PublisherSociety for Range Management
JournalRangeland Ecology & Management
AbstractBroadleaf herbicides are commonly used in rangelands to suppress exotic weeds and release native communities from negative impacts of invasion. However, few studies have comprehensively evaluated treatment effects on differing community components across a gradient of initial invasion levels. We conducted a 6-yr experiment within grasslands of western Montana to measure local- scale effects of a broadcast application of picloram on 1) cover of the target invader, spotted knapweed (Centaurea stoebe L.), 2) prevalence of native functional groups, and 3) the secondary invader cheatgrass (Bromus tectorum L.) at differing initial levels of knapweed invasion.
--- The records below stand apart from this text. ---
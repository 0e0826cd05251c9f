//! Building blocks for task-aware waiting.
//!
//! A primitive that wants to suspend the current task implements
//! [`WaitStrategy`] and awaits [`sleep`]. The strategy registers a [`Waiter`]
//! wherever the wake will come from (a [`WaitList`], a [`WakeSlot`], ...) and
//! retracts it afterwards. The sleep itself takes care of deadlines,
//! cancellation and the at-most-one-wake guarantee.
//!
//! ```no_run
//! use weft::time::Deadline;
//! use weft::wait::{EarlyWakeup, WaitList, WaitStrategy, Waiter, sleep};
//! use std::sync::atomic::{AtomicBool, Ordering};
//!
//! struct Flag {
//!     set: AtomicBool,
//!     waiters: WaitList,
//! }
//!
//! struct FlagStrategy<'a> {
//!     flag: &'a Flag,
//!     waiter: Option<Waiter>,
//! }
//!
//! impl WaitStrategy for FlagStrategy<'_> {
//!     fn setup_wakeups(&mut self, waiter: &Waiter) -> EarlyWakeup {
//!         let mut waiters = self.flag.waiters.lock();
//!         if self.flag.set.load(Ordering::Acquire) {
//!             return EarlyWakeup(true);
//!         }
//!         waiters.push(waiter.clone());
//!         self.waiter = Some(waiter.clone());
//!         EarlyWakeup(false)
//!     }
//!
//!     fn disable_wakeups(&mut self) {
//!         if let Some(waiter) = self.waiter.take() {
//!             self.flag.waiters.lock().remove(&waiter);
//!         }
//!     }
//! }
//!
//! # async fn wait(flag: &Flag) {
//! while !flag.set.load(Ordering::Acquire) {
//!     let mut strategy = FlagStrategy { flag, waiter: None };
//!     sleep(&mut strategy, Deadline::unreachable()).await;
//! }
//! # }
//! ```

use crate::task::state::Epoch;
use crate::task::{Id, Task};
use std::fmt;
use std::sync::{Arc, Weak};

mod list;
pub use list::{WaitList, WaitListGuard};

mod sleep;
pub use sleep::{Sleep, sleep};

mod slot;
pub use slot::WakeSlot;

pub use crate::task::WakeupSource;

/// Returned by [`WaitStrategy::setup_wakeups`]. `EarlyWakeup(true)` means the
/// awaited condition is already satisfied and the task must not suspend.
#[derive(Debug, Clone, Copy, PartialEq, Eq)]
pub struct EarlyWakeup(pub bool);

/// How a primitive registers and retracts the current task.
pub trait WaitStrategy {
    /// Registers `waiter` with every wake source. Runs before the task is
    /// suspended; a wake delivered from this point on is never lost.
    fn setup_wakeups(&mut self, waiter: &Waiter) -> EarlyWakeup;

    /// Retracts the registrations made by `setup_wakeups`. Must be
    /// idempotent and tolerate registrations already consumed by a waker.
    fn disable_wakeups(&mut self);
}

/// Registration of a suspended task for one particular sleep.
///
/// Holds the task weakly, a wait list never extends the lifetime of a task.
/// Once the task resumes, waking a stale `Waiter` is a no-op.
#[derive(Clone)]
pub struct Waiter {
    task: Weak<Task>,
    epoch: Epoch,
    task_id: Id,
}

impl Waiter {
    pub(crate) fn new(task: &Arc<Task>, epoch: Epoch) -> Self {
        Self {
            task: Arc::downgrade(task),
            epoch,
            task_id: task.id(),
        }
    }

    pub fn task_id(&self) -> Id {
        self.task_id
    }

    /// Wakes the registered task with [`WakeupSource::WaitList`]. Returns
    /// `false` if the registration is stale or the task is gone.
    pub fn wake(&self) -> bool {
        match self.task.upgrade() {
            Some(task) => task.wakeup(WakeupSource::WaitList, Some(self.epoch)),
            None => false,
        }
    }

    /// Registration that belongs to no task. Waking it always fails.
    #[cfg(test)]
    pub(crate) fn detached() -> Self {
        Self {
            task: Weak::new(),
            epoch: Epoch::default(),
            task_id: Id::next(),
        }
    }

    /// Same task, same sleep.
    pub fn same_as(&self, other: &Waiter) -> bool {
        self.task_id == other.task_id && self.epoch == other.epoch
    }
}

impl fmt::Debug for Waiter {
    fn fmt(&self, f: &mut fmt::Formatter<'_>) -> fmt::Result {
        f.debug_struct("Waiter")
            .field("task_id", &self.task_id)
            .field("epoch", &self.epoch)
            .finish()
    }
}
use bitflags::bitflags;

#[derive(Debug)]
pub(crate) struct Ticker {
    tick: u32,
}

impl Ticker {
    pub(crate) fn new() -> Self {
        Self { tick: 0 }
    }

    pub(crate) fn tick<T: TickerData>(&mut self, ctx: &T::Context, data: &mut T) -> TickerEvents {
        self.tick = self.tick.wrapping_add(1);
        data.update_and_check(ctx, self.tick)
    }
}

/// The worker consumes the tick and turns it into [`TickerEvents`]. This way
/// we decouple the loop from the policies.
pub(crate) trait TickerData {
    type Context;

    fn update_and_check(&mut self, ctx: &Self::Context, tick: u32) -> TickerEvents;
}

bitflags! {
    #[derive(Debug, Clone, Copy, PartialEq, Eq, PartialOrd, Ord, Hash)]
    pub(crate) struct TickerEvents: u8 {
        /// Look at the global injector before the local queue on the next pop.
        const POP_GLOBAL_QUEUE = 1;

        /// The task processor is shutting down, leave the worker loop.
        const SHUTDOWN = 1 << 1;
    }
}

#[cfg(test)]
mod tests {
    use super::*;

    struct EveryThird;

    impl TickerData for EveryThird {
        type Context = ();

        fn update_and_check(&mut self, _: &(), tick: u32) -> TickerEvents {
            if tick.is_multiple_of(3) {
                TickerEvents::POP_GLOBAL_QUEUE
            } else {
                TickerEvents::empty()
            }
        }
    }

    #[test]
    fn test_ticks_feed_policy() {
        let mut ticker = Ticker::new();
        let fired = (0..9)
            .filter(|_| ticker.tick(&(), &mut EveryThird).contains(TickerEvents::POP_GLOBAL_QUEUE))
            .count();
        assert_eq!(fired, 3);
    }
}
Treatment effectively suppressed knapweed, with cover in treated vs. control plots reduced by > 60% in the sixth posttreatment year. Treatment also appeared to alleviate knapweed’s impacts on native perennial grasses, but only at the highest initial level of invasion, where cover of this group increased by > 30% in treated vs. control plots to equal levels associated with noninvaded plots. In some cases, treatment appeared to exacerbate knapweed’s impacts on native forbs. At the no-invasion level, perennial forb cover declined by > 20% in treated vs. control plots to match values associated with moderate or high levels of invasion, but these treatment effects were minimal at the latter invasion levels. Across initial invasion levels, species richness of perennial and/or annual forbs declined by > 20% in treated vs. control plots. Treatment also promoted increases in cheatgrass cover, although differences between treated and control plots were relatively small by the sixth posttreatment year. Overall, effects of picloram application depended on initial levels of knapweed invasion, largely due to the varying strength of release effects. Selective treatment of invaded patches vs. broadcast applications would reduce side effects of broadleaf herbicide application and increase compatibility with other management measures designed to improve rangeland conditions and restore grassland communities.